Hilmar Leon Jakobsen

Personal information
- Full name: Hilmar Leon Jakobsen
- Date of birth: 2 August 1997 (age 28)
- Place of birth: Faroe Islands
- Position: Forward

Youth career
- 0000–2015: HB
- 2018: HB

Senior career*
- Years: Team / Apps / (Gls)
- 2013–2015: HB / 2 / (1)
- 2014–2015: HB II / 18 / (8)
- 2020–2022: HB II / 4 / (5)
- 2020–2022: HB / 46 / (18)

International career
- 2013: Faroe Islands U17 / 9 / (0)
- 2014: Faroe Islands U19 / 2 / (0)
- 2020: Faroe Islands / 3 / (0)

= Hilmar Leon Jakobsen =

Faroese footballer

Hilmar Leon Jakobsen (born 2 August 1997) is a Faroese retired footballer who played as a forward.

==Career==
=== Club ===
Jakobsen has played football as well as handball, as a handball player he played for the Faroese club H71 and the national team.
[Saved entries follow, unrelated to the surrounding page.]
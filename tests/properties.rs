//! Property-based coverage of the §8 testable properties. `proptest` drives
//! the inputs; each property spins up a throwaway tokio runtime since the
//! `proptest!` macro itself only accepts synchronous test bodies.

mod common;

use latticeflow::arg::{ArgValue, Direction, ManagedPlaceholder};
use latticeflow::job::{ArgSpec, JobContext, JobKind};
use latticeflow::{Axis, Chunk, EngineError, JobDefinition, WorkflowDefinition};
use proptest::prelude::*;
use std::collections::HashSet;
use std::sync::atomic::{AtomicUsize, Ordering};
use std::sync::Arc;

fn block_on<F: std::future::Future>(fut: F) -> F::Output {
    tokio::runtime::Builder::new_current_thread()
        .enable_all()
        .build()
        .expect("tokio runtime")
        .block_on(fut)
}

fn uppercase_chain(
    input: &std::path::Path,
    output: &std::path::Path,
    calls: Arc<AtomicUsize>,
) -> WorkflowDefinition {
    let mut def = WorkflowDefinition::new("prop_uppercase");

    let read_calls = calls.clone();
    def.add(JobDefinition {
        name: "read".to_string(),
        axes: vec![],
        context: Default::default(),
        args: vec![ArgSpec::Managed(ManagedPlaceholder::File {
            path: input.to_string_lossy().to_string(),
            direction: Direction::In,
        })],
        ret: Some(ManagedPlaceholder::Obj {
            name: "text".to_string(),
            axes: vec![],
            direction: Direction::Out,
        }),
        kind: JobKind::Transform,
        func: Some(Arc::new(move |_env, args| {
            read_calls.fetch_add(1, Ordering::SeqCst);
            let ArgValue::Path(path) = &args[0] else { unreachable!() };
            Ok(Some(serde_json::json!(std::fs::read_to_string(path)?)))
        })),
        subworkflow: None,
    });

    let write_calls = calls;
    def.add(JobDefinition {
        name: "write".to_string(),
        axes: vec![],
        context: Default::default(),
        args: vec![
            ArgSpec::Managed(ManagedPlaceholder::Obj {
                name: "text".to_string(),
                axes: vec![],
                direction: Direction::In,
            }),
            ArgSpec::Managed(ManagedPlaceholder::File {
                path: output.to_string_lossy().to_string(),
                direction: Direction::Out,
            }),
        ],
        ret: None,
        kind: JobKind::Transform,
        func: Some(Arc::new(move |_env, args| {
            write_calls.fetch_add(1, Ordering::SeqCst);
            let ArgValue::Object(value) = &args[0] else { unreachable!() };
            let ArgValue::Path(path) = &args[1] else { unreachable!() };
            std::fs::write(path, value.as_str().unwrap_or_default().to_uppercase())?;
            Ok(None)
        })),
        subworkflow: None,
    });

    def
}

proptest! {
    /// §8 property 1 (idempotence): whatever the input payload, a second run
    /// against the same pipeline directory resubmits no job.
    #[test]
    fn idempotent_across_reruns(payload in "[a-zA-Z0-9 ]{1,40}") {
        let fixture = common::PipelineFixture::new();
        let input = fixture.path("input.txt");
        let output = fixture.path("output.txt");
        std::fs::write(&input, &payload).unwrap();
        let calls = Arc::new(AtomicUsize::new(0));

        block_on(common::run(
            uppercase_chain(&input, &output, calls.clone()),
            &fixture.root,
            common::default_options(),
        ))
        .expect("first run succeeds");
        prop_assert_eq!(std::fs::read_to_string(&output).unwrap(), payload.to_uppercase());
        let calls_after_first = calls.load(Ordering::SeqCst);

        block_on(common::run(
            uppercase_chain(&input, &output, calls.clone()),
            &fixture.root,
            common::default_options(),
        ))
        .expect("second run succeeds");
        prop_assert_eq!(calls.load(Ordering::SeqCst), calls_after_first);
    }

    /// §8 property 2 (determinism of out-of-date): regenerating the graph
    /// twice in a row with no intervening writes must flag the same set of
    /// instances as out of date both times.
    #[test]
    fn out_of_date_set_is_stable_across_regenerations(payload in "[a-zA-Z0-9]{1,20}") {
        let fixture = common::PipelineFixture::new();
        let input = fixture.path("input.txt");
        let output = fixture.path("output.txt");
        std::fs::write(&input, &payload).unwrap();
        let calls = Arc::new(AtomicUsize::new(0));
        let def = uppercase_chain(&input, &output, calls);

        let mut instance = latticeflow::WorkflowInstance::open(def, &fixture.root).unwrap();
        instance.graph.regenerate().unwrap();
        let first: HashSet<String> = instance.graph.explain_lines_keys();
        instance.graph.regenerate().unwrap();
        let second: HashSet<String> = instance.graph.explain_lines_keys();
        prop_assert_eq!(first, second);
    }

    /// §8 property 6 (split expansion): splitting a string into one chunk per
    /// distinct character produces exactly one per-chunk job invocation and a
    /// merge whose output carries two characters per distinct input character,
    /// regardless of how many distinct characters the input has.
    #[test]
    fn split_expansion_matches_distinct_chunk_count(chars in prop::collection::hash_set(prop::char::range('a', 'z'), 1..8)) {
        let fixture = common::PipelineFixture::new();
        let output = fixture.path("merged.txt");
        let distinct: Vec<char> = chars.into_iter().collect();
        let source: String = distinct.iter().collect();
        let bychar = Axis::new("bychar");
        let mut def = WorkflowDefinition::new("prop_split");
        let produce_calls = Arc::new(AtomicUsize::new(0));

        def.add(JobDefinition {
            name: "split_chars".to_string(),
            axes: vec![],
            context: Default::default(),
            args: vec![],
            ret: Some(ManagedPlaceholder::Chunks { axis: bychar.clone(), direction: Direction::Out }),
            kind: JobKind::Split { new_axis: bychar.clone() },
            func: Some(Arc::new(move |_env, _args| {
                let chunks: Vec<Chunk> = source.chars().map(|c| Chunk::from(c.to_string())).collect();
                Ok(Some(serde_json::to_value(&chunks)?))
            })),
            subworkflow: None,
        });

        let counted = produce_calls.clone();
        def.add(JobDefinition {
            name: "dash".to_string(),
            axes: vec![bychar.clone()],
            context: Default::default(),
            args: vec![ArgSpec::Managed(ManagedPlaceholder::Inst { axis: bychar.clone() })],
            ret: Some(ManagedPlaceholder::Obj { name: "dashed".to_string(), axes: vec![], direction: Direction::Out }),
            kind: JobKind::Transform,
            func: Some(Arc::new(move |_env, args| {
                counted.fetch_add(1, Ordering::SeqCst);
                let ArgValue::Chunk(chunk) = &args[0] else { unreachable!() };
                Ok(Some(serde_json::json!(format!("{chunk}-"))))
            })),
            subworkflow: None,
        });

        def.add(JobDefinition {
            name: "merge".to_string(),
            axes: vec![],
            context: Default::default(),
            args: vec![
                ArgSpec::Managed(ManagedPlaceholder::Obj { name: "dashed".to_string(), axes: vec![bychar], direction: Direction::In }),
                ArgSpec::Managed(ManagedPlaceholder::File { path: output.to_string_lossy().to_string(), direction: Direction::Out }),
            ],
            ret: None,
            kind: JobKind::Transform,
            func: Some(Arc::new(|_env, args| {
                let ArgValue::ObjectMap(entries) = &args[0] else { unreachable!() };
                let merged: String = entries.iter().map(|(_, v)| v.as_str().unwrap_or_default()).collect();
                let ArgValue::Path(path) = &args[1] else { unreachable!() };
                std::fs::write(path, merged)?;
                Ok(None)
            })),
            subworkflow: None,
        });

        block_on(common::run(def, &fixture.root, common::default_options()))
            .expect("split/transform/merge succeeds");

        prop_assert_eq!(produce_calls.load(Ordering::SeqCst), distinct.len());
        let merged = std::fs::read_to_string(&output).unwrap();
        prop_assert_eq!(merged.len(), distinct.len() * 2);
    }

    /// §8 property 8 (retry budget): a job succeeds iff it reaches a
    /// succeeding attempt within `budget + 1` tries; otherwise the whole run
    /// fails exactly once the budget is spent, never earlier or later.
    #[test]
    fn retry_budget_is_exact(budget in 0u32..4, succeed_offset in 0usize..5) {
        let fixture = common::PipelineFixture::new();
        let input = fixture.path("input.txt");
        std::fs::write(&input, b"payload").unwrap();
        let output = fixture.path("output.txt");
        let calls = Arc::new(AtomicUsize::new(0));
        let succeed_on_attempt = 1 + succeed_offset;

        let mut def = WorkflowDefinition::new("prop_retry");
        let counted = calls.clone();
        def.add(JobDefinition {
            name: "flaky".to_string(),
            axes: vec![],
            context: JobContext { num_retry: budget, ..Default::default() },
            args: vec![
                ArgSpec::Managed(ManagedPlaceholder::File { path: input.to_string_lossy().to_string(), direction: Direction::In }),
                ArgSpec::Managed(ManagedPlaceholder::File { path: output.to_string_lossy().to_string(), direction: Direction::Out }),
            ],
            ret: None,
            kind: JobKind::Transform,
            func: Some(Arc::new(move |_env, args| {
                let attempt = counted.fetch_add(1, Ordering::SeqCst) + 1;
                if attempt < succeed_on_attempt {
                    return Err(EngineError::IncompleteJob(format!("synthetic failure on attempt {attempt}")));
                }
                let (ArgValue::Path(src), ArgValue::Path(dst)) = (&args[0], &args[1]) else { unreachable!() };
                std::fs::copy(src, dst)?;
                Ok(None)
            })),
            subworkflow: None,
        });

        let result = block_on(common::run(def, &fixture.root, common::default_options()));
        let allowed_attempts = budget as usize + 1;

        if succeed_on_attempt <= allowed_attempts {
            prop_assert!(result.is_ok());
            prop_assert_eq!(calls.load(Ordering::SeqCst), succeed_on_attempt);
            prop_assert!(output.exists());
        } else {
            prop_assert!(matches!(result, Err(EngineError::PipelineFailed)));
            prop_assert_eq!(calls.load(Ordering::SeqCst), allowed_attempts);
            prop_assert!(!output.exists());
        }
    }

    /// §8 property 5 (cycle detection): two jobs whose file resources form a
    /// mutual dependency are always rejected, regardless of definition order.
    #[test]
    fn cycle_is_always_detected_regardless_of_definition_order(swap_order in any::<bool>()) {
        let dir = tempfile::tempdir().unwrap();
        let x = dir.path().join("x.txt");
        let y = dir.path().join("y.txt");

        let job_a = JobDefinition {
            name: "a".to_string(),
            axes: vec![],
            context: Default::default(),
            args: vec![
                ArgSpec::Managed(ManagedPlaceholder::File { path: y.to_string_lossy().to_string(), direction: Direction::In }),
                ArgSpec::Managed(ManagedPlaceholder::File { path: x.to_string_lossy().to_string(), direction: Direction::Out }),
            ],
            ret: None,
            kind: JobKind::Transform,
            func: Some(Arc::new(|_env, _args| Ok(None))),
            subworkflow: None,
        };
        let job_b = JobDefinition {
            name: "b".to_string(),
            axes: vec![],
            context: Default::default(),
            args: vec![
                ArgSpec::Managed(ManagedPlaceholder::File { path: x.to_string_lossy().to_string(), direction: Direction::In }),
                ArgSpec::Managed(ManagedPlaceholder::File { path: y.to_string_lossy().to_string(), direction: Direction::Out }),
            ],
            ret: None,
            kind: JobKind::Transform,
            func: Some(Arc::new(|_env, _args| Ok(None))),
            subworkflow: None,
        };

        let mut def = WorkflowDefinition::new("prop_cycle");
        if swap_order {
            def.add(job_b);
            def.add(job_a);
        } else {
            def.add(job_a);
            def.add(job_b);
        }

        let mut instance = latticeflow::WorkflowInstance::open(def, &dir.path().join("pipeline")).unwrap();
        let err = instance.graph.regenerate().unwrap_err();
        prop_assert!(matches!(err, EngineError::DependencyCycle { .. }));
    }
}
He played football as a young boy for HB Tórshavn for the U18 from 2013 to 2015 and for the U21 team in 2018, but due to injuries he chose to play handball instead of football. In June 2020 HB Tórshavn had several players who could not play because of injuries, so they asked Hilmar Leon Jakobsen if he could help them. He played at first in the second best division three matches, the first one was on 15 June 2020. On 4 July he played his first match for the first time in several years in the top tier. On 20 August the same year he played a match for HB Tórshavn in Europa League. Four months after his shift from handball to football and his first match for HB Tórshavn in the top tier for several years, he had his debut for the Faroe Islands national team.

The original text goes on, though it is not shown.